Un solo esempio: Tommasino. Il Tommasino di Luca De Filippo, forse anche per motivi psicologici legati al rapporto con il Padre totemico, fu una delle sue prove più alte: il Tommasino adulto bambino, malvagio e stupido, astuto e idiota, tra Beckett e il vicolo, non solo è grandioso, ma non può essere trascurato da nessun interprete. E invece il Tommasino del pur bravo Adriano Pantaleo, per evidente scelta registica, sembra costretto a spiegare a ogni respiro di non somigliare a Luca De Filippo: ma il Tommasino cattivo e ottuso di Eduardo regista e di Luca attore non è solo e semplicemente una grande interpretazione, quanto piuttosto è una traccia drammaturgica per l'intera commedia.

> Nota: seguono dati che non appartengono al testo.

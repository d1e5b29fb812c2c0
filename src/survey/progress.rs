//! Survey progress: position, recorded answers, and navigation.
//!
//! Positions run from 0 to `total`; position `total` means complete.
//! Whether the answer at the current position is good enough to move on is
//! the caller's decision; this type only tracks where the user is.

use std::collections::BTreeMap;

use serde::{Deserialize, Serialize};

use crate::model::Answer;

/// Navigation or recording not allowed from the current state.
#[derive(Debug, Clone, Copy, PartialEq, Eq, thiserror::Error)]
pub enum ProgressError {
    #[error("survey is already complete")]
    Completed,

    #[error("already at the first question")]
    AtStart,
}

/// Completion percentage for a position: `round(index / total * 100)`.
///
/// Positions past the end count as complete. An empty questionnaire is
/// complete from the start.
pub fn progress_percent(index: usize, total: usize) -> u8 {
    if total == 0 {
        return 100;
    }
    let index = index.min(total);
    // Integer rounding of index * 100 / total, halves rounded up.
    let percent = (index * 200 + total) / (total * 2);
    u8::try_from(percent).unwrap_or(100)
}

/// Where one user stands in one run of the questionnaire.
#[derive(Debug, Clone, PartialEq, Serialize, Deserialize)]
#[serde(rename_all = "camelCase")]
pub struct SurveyProgress {
    current: usize,
    total: usize,
    answers: BTreeMap<u32, Answer>,
    completed: bool,
}

impl SurveyProgress {
    pub fn new(total: usize) -> Self {
        Self {
            current: 0,
            total,
            answers: BTreeMap::new(),
            completed: total == 0,
        }
    }

    /// Index of the question being shown.
    pub fn current(&self) -> usize {
        self.current
    }

    pub fn total(&self) -> usize {
        self.total
    }

    pub fn answers(&self) -> &BTreeMap<u32, Answer> {
        &self.answers
    }

    pub fn answer_for(&self, question_id: u32) -> Option<&Answer> {
        self.answers.get(&question_id)
    }

    pub fn is_completed(&self) -> bool {
        self.completed
    }

    pub fn can_go_forward(&self) -> bool {
        self.current < self.total
    }

    pub fn can_go_back(&self) -> bool {
        self.current > 0
    }

    pub fn percent(&self) -> u8 {
        progress_percent(self.current, self.total)
    }

    /// Stores an answer, replacing any earlier one for the same question.
    ///
    /// Does not move the position. Rejected once the survey is complete.
    pub fn record(&mut self, answer: Answer) -> Result<(), ProgressError> {
        if self.completed {
            return Err(ProgressError::Completed);
        }
        self.answers.insert(answer.question_id, answer);
        Ok(())
    }

    /// Moves to the next question, completing the survey past the last one.
    pub fn advance(&mut self) -> Result<(), ProgressError> {
        if !self.can_go_forward() {
            return Err(ProgressError::Completed);
        }
        self.current += 1;
        self.completed = self.current == self.total;
        Ok(())
    }

    /// Moves to the previous question. Leaves the completed state.
    pub fn retreat(&mut self) -> Result<(), ProgressError> {
        if !self.can_go_back() {
            return Err(ProgressError::AtStart);
        }
        self.current -= 1;
        self.completed = false;
        Ok(())
    }
}

#[cfg(test)]
mod tests {
    use super::*;

    use crate::model::AnswerValue;

    #[test]
    fn percent_bounds() {
        assert_eq!(progress_percent(0, 10), 0);
        assert_eq!(progress_percent(10, 10), 100);
        assert_eq!(progress_percent(0, 3), 0);
        assert_eq!(progress_percent(3, 3), 100);
    }

    #[test]
    fn percent_rounds_to_nearest() {
        assert_eq!(progress_percent(1, 3), 33);
        assert_eq!(progress_percent(2, 3), 67);
        assert_eq!(progress_percent(1, 8), 13); // 12.5 rounds up
        assert_eq!(progress_percent(5, 10), 50);
    }

    #[test]
    fn percent_is_monotonic_and_bounded() {
        let mut progress = SurveyProgress::new(7);
        let mut last = progress.percent();
        while progress.advance().is_ok() {
            let now = progress.percent();
            assert!(now >= last);
            assert!(now <= 100);
            last = now;
        }
        assert_eq!(last, 100);
        while progress.retreat().is_ok() {
            let now = progress.percent();
            assert!(now <= last);
            last = now;
        }
        assert_eq!(last, 0);
    }

    #[test]
    fn advancing_to_the_end_completes() {
        let mut progress = SurveyProgress::new(2);
        progress.advance().unwrap();
        assert!(!progress.is_completed());
        progress.advance().unwrap();
        assert!(progress.is_completed());
        assert!(!progress.can_go_forward());
        assert_eq!(progress.advance(), Err(ProgressError::Completed));
    }

    #[test]
    fn retreat_clears_completion() {
        let mut progress = SurveyProgress::new(1);
        progress.advance().unwrap();
        progress.retreat().unwrap();
        assert!(!progress.is_completed());
        assert_eq!(progress.current(), 0);
        assert_eq!(progress.retreat(), Err(ProgressError::AtStart));
    }

    #[test]
    fn re_recording_replaces_without_moving() {
        let mut progress = SurveyProgress::new(10);
        progress.record(Answer::new(3, AnswerValue::SingleChoice("Entre 1 y 5".into()))).unwrap();
        for _ in 0..4 {
            progress.advance().unwrap();
        }
        progress.record(Answer::new(3, AnswerValue::SingleChoice("Más de 10".into()))).unwrap();

        assert_eq!(progress.current(), 4);
        assert_eq!(progress.answers().len(), 1);
        assert_eq!(
            progress.answer_for(3).unwrap().value,
            AnswerValue::SingleChoice("Más de 10".into())
        );
    }

    #[test]
    fn recording_after_completion_is_rejected() {
        let mut progress = SurveyProgress::new(1);
        progress.advance().unwrap();
        let err = progress
            .record(Answer::new(1, AnswerValue::YesNo(true)))
            .unwrap_err();
        assert_eq!(err, ProgressError::Completed);
    }
}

E indica una via precisa, quella del grottesco e del «dolore sotto chiave», quella che fa oscillare la commedia di Eduardo tra il comico e il tragico senza mai essere né comica né tragica ma purgatoriale, e quindi beckettiana, e quindi europea, e quindi moderna.

Quando si chiude «Natale in casa Cupiello» secondo Beckett-Eduardo, il «bene» e la «bontà» luccicano volutamente ambigui e schizoidi: tutto finisce bene ma quel bene è falsato alle radici, e la pace finale sogghigna amara per far chiedere allo smarrito spettatore come andrà davvero nelle case Cupiello universali e nella sua casa Cupiello. Altro che il buonismo e l'incapacità di raccontare la «vera Napoli» attribuiti a Eduardo, o il dire che Eduardo era piccolo borghese perché metteva in scena la piccola borghesia!

Alla fine il «Natale in casa Cupiello» di un regista come De Angelis altrove pieno di contrasti e di ambiguità, con attori che hanno approfittato di ogni spazio con Castellitto in testa, se ne è scivolato via senza nessuna Europa e senza nessuna modernità. Forse perché il suo vero luogo, alla fine, è il teatro reale? Chissà! Ma una cosa, ai prossimi che si avventureranno in esso, si può dire: il teatro di Eduardo bisogna scavarlo e riscavarlo, o lo si tradisce.